No te quedes, por tanto, ocioso; antes, procura caminar cada día por la senda de estos caminos: ello, en efecto, resulta fácil, y no te puedes excusar aduciendo tu pobreza, pues, aunque vivieres en gran penuria, podrías deponer tu ira y mostrarte humilde, podrías orar asiduamente y confesar tus pecados; la pobreza no es obstáculo para dedicarte a estas prácticas.
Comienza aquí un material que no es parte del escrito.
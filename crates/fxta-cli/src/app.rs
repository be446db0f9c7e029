//! Command execution.

use std::io::Write;

use fxta::plan::{catalog, DirectExecutor, IndicatorRequest, Registry};
use fxta::Candle;
use tracing::{debug, info, warn};

use crate::args::{Args, Command, ComputeArgs, GenerateArgs, OutputFormat, ParamOverride};
use crate::config::CliConfig;
use crate::csv_parser::read_candles;
use crate::csv_writer::{write_candles_csv, write_indicators_csv, write_indicators_json, OutputDest};
use crate::error::{CliError, Result};
use crate::mock_feed::MockFeed;

/// Runs one parsed command line.
///
/// # Errors
///
/// Returns the first error encountered. For `compute`, requests that fail
/// individually are reported as `CliError::IndicatorFailures` after the
/// successful ones have been written.
pub fn run(args: Args) -> Result<()> {
    match args.command {
        Command::Compute(compute) => run_compute(&compute),
        Command::List { json } => run_list(json, &mut std::io::stdout().lock()),
        Command::Generate(generate) => run_generate(&generate),
    }
}

fn run_compute(args: &ComputeArgs) -> Result<()> {
    let config = match &args.config {
        Some(path) => CliConfig::load(path)?,
        None => CliConfig::default(),
    };

    let mut engine = config.engine;
    if let Some(source) = args.price {
        engine = engine.with_price_source(source);
    }
    if args.no_validate {
        engine = engine.with_validation(false);
    }

    let requests = build_requests(config.indicators, &args.indicators, &args.params)?;
    let executor = DirectExecutor::new(engine);
    for request in &requests {
        if !executor.registry().contains(&request.id) {
            warn!(id = %request.id, "unknown indicator, skipping (see `fxta list`)");
        }
    }

    let candles = load_candles(args)?;
    let set = executor.execute(&candles, &requests)?;
    info!(
        candles = candles.len(),
        computed = set.len(),
        failed = set.failures.len(),
        "computed indicators"
    );

    let dest = OutputDest::from_option(args.output.clone());
    let writer = dest.writer()?;
    match args.format {
        OutputFormat::Csv => {
            let times: Vec<i64> = candles.iter().map(|c| c.time).collect();
            write_indicators_csv(&times, &set, args.round, writer)?;
        }
        OutputFormat::Json => write_indicators_json(&set, args.round, writer)?,
    }

    if set.failures.is_empty() {
        Ok(())
    } else {
        Err(CliError::IndicatorFailures {
            failures: set
                .failures
                .iter()
                .map(|f| format!("{}: {}", f.id, f.error))
                .collect(),
        })
    }
}

/// Combines configured and command-line requests and applies `-p`
/// overrides to every request with a matching identifier.
fn build_requests(
    mut requests: Vec<IndicatorRequest>,
    ids: &[String],
    overrides: &[ParamOverride],
) -> Result<Vec<IndicatorRequest>> {
    requests.extend(ids.iter().map(IndicatorRequest::new));
    if requests.is_empty() {
        return Err(CliError::InvalidArgument {
            argument: "indicator".to_string(),
            reason: "no indicators requested".to_string(),
            suggestion: Some("Add -i ID (run `fxta list` for identifiers)".to_string()),
        });
    }

    for param in overrides {
        let mut matched = false;
        for request in requests.iter_mut().filter(|r| r.id == param.id) {
            request.params.insert(param.name.clone(), param.value);
            matched = true;
        }
        if !matched {
            return Err(CliError::InvalidArgument {
                argument: "param".to_string(),
                reason: format!("'{}' is not among the requested indicators", param.id),
                suggestion: Some(format!("Add -i {}", param.id)),
            });
        }
    }
    Ok(requests)
}

fn load_candles(args: &ComputeArgs) -> Result<Vec<Candle>> {
    match (&args.input, args.mock) {
        (Some(path), _) => read_candles(path),
        (None, Some(count)) => {
            let settings = args.feed.settings();
            debug!(count, seed = settings.seed, base_price = settings.base_price, "generating mock candles");
            Ok(MockFeed::new(settings).take_candles(count))
        }
        (None, None) => Err(CliError::InvalidArgument {
            argument: "input".to_string(),
            reason: "no candle source".to_string(),
            suggestion: Some("Pass --input FILE or --mock N".to_string()),
        }),
    }
}

fn run_list<W: Write>(json: bool, out: &mut W) -> Result<()> {
    let entries = catalog(&Registry::standard());
    if json {
        serde_json::to_writer_pretty(&mut *out, &entries)?;
        writeln!(out)?;
        return Ok(());
    }

    writeln!(out, "{:<12} {:<11} {:<32} {:<40} ALIASES", "ID", "PANE", "NAME", "DEFAULTS")?;
    for entry in &entries {
        let defaults = entry
            .defaults
            .iter()
            .map(|(name, value)| format!("{name}={value}"))
            .collect::<Vec<_>>()
            .join(",");
        writeln!(
            out,
            "{:<12} {:<11} {:<32} {:<40} {}",
            entry.id,
            entry.pane.name(),
            entry.description,
            if defaults.is_empty() { "-" } else { defaults.as_str() },
            entry.aliases.join(",")
        )?;
    }
    Ok(())
}

fn run_generate(args: &GenerateArgs) -> Result<()> {
    let candles = MockFeed::new(args.feed.settings()).take_candles(args.count);
    let writer = OutputDest::from_option(args.output.clone()).writer()?;
    write_candles_csv(&candles, writer)
}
Pero ¿qué estoy diciendo? La pobreza no impide de ninguna manera el andar por aquel camino de penitencia que consiste en seguir el mandato del Señor, distribuyendo los propios bienes -hablo de la limosna-, pues esto lo realizó incluso aquella viuda pobre que dio sus dos pequeñas monedas.

Ya que has aprendido con estas palabras a sanar tus heridas, decídete a usar de estas medicinas y así, recuperada ya tu salud, podrás acercarte confiado a la mesa santa y salir con gran gloria al encuentro del Señor, rey de la gloria, y alcanzar los bienes eternos por la gracia, la misericordia y la benignidad de nuestro Señor Jesucristo (Juan Crisóstomo, Sermones II, 6, en PG 49, cois. 263ss).

 

ACTIO

Repite con frecuencia y vive hoy la Palabra: «El Señor protege el camino de los justos, pero el camino de los malvados conduce a la perdición» (Sal 1,6).

 

PARA LA LECTURA ESPIRITUAL

¿Quién piensa aquí en el pecado? Un hombre justamente embrutecido por el pecado, rebosante de pecados y abrumado por eso [...]. Yo soy el nido mismo del mal y del pecado, y no consigo nunca liberarme de él. Ni siquiera intento salir de esta red infernal, de esta trampa venenosa. Oh pecado, qué gravemente pesas sobre el arco de mis hombros vellosos. Oh pecado, cómo doblas violentamente, hasta deformarlo, el arco, dentro de poco destrozado, de mis frágiles hombros. El peso, el peso cortante del pecado -¡el pecado!-, hace brotar una sangre negra sobre este arco sobre el que un tiempo pasaba la mano de Dios. Sacerdote, perdonas demasiado pronto. Alivias demasiado pronto la herida sangrante del pecado [...].

Quien piensa aquí en el pecado es un hombre embrutecido por el pecado y abrumado por él. Este hombre le pregunta a Dios: «Oh tú, bondad infinita, ¿qué es el pecado?». Y Dios no responde; el diablo dice: «Soy yo». ¡Tú!, repugnante príncipe de la materia inmunda. Tú, ser ridículo, eres tú el pecado. Tú, el contrario de Dios. Entonces, es contra ti, enemigo, contra quien voy constantemente; contra ti voy yo, un ser creado por Dios... ¿Soy entonces un insensato? ¡Cómo! ¿Acaso imploro la amistad de Dios por la mañana y me asocio a su adversario por la noche? ¡Ah! Dejadme llorar ante el espectáculo de mi locura o reír ante el espectáculo de irracionalidad: de blanco por la mañana, de rojo por la noche. ¡Oh! Siento vergüenza por mí y por mi brújula rota [...]. Todavía estoy a tiempo de cerrar las puertas de mi alma. Soy yo, soy yo, soy yo el vencedor de la serpiente. Dios mío, repréndeme por mi sentido de victoria sobre el mal. Restitúyeme la limpieza de los sentimientos divinos (M. Jakob, Meditazioni religiose, Brescia 1952).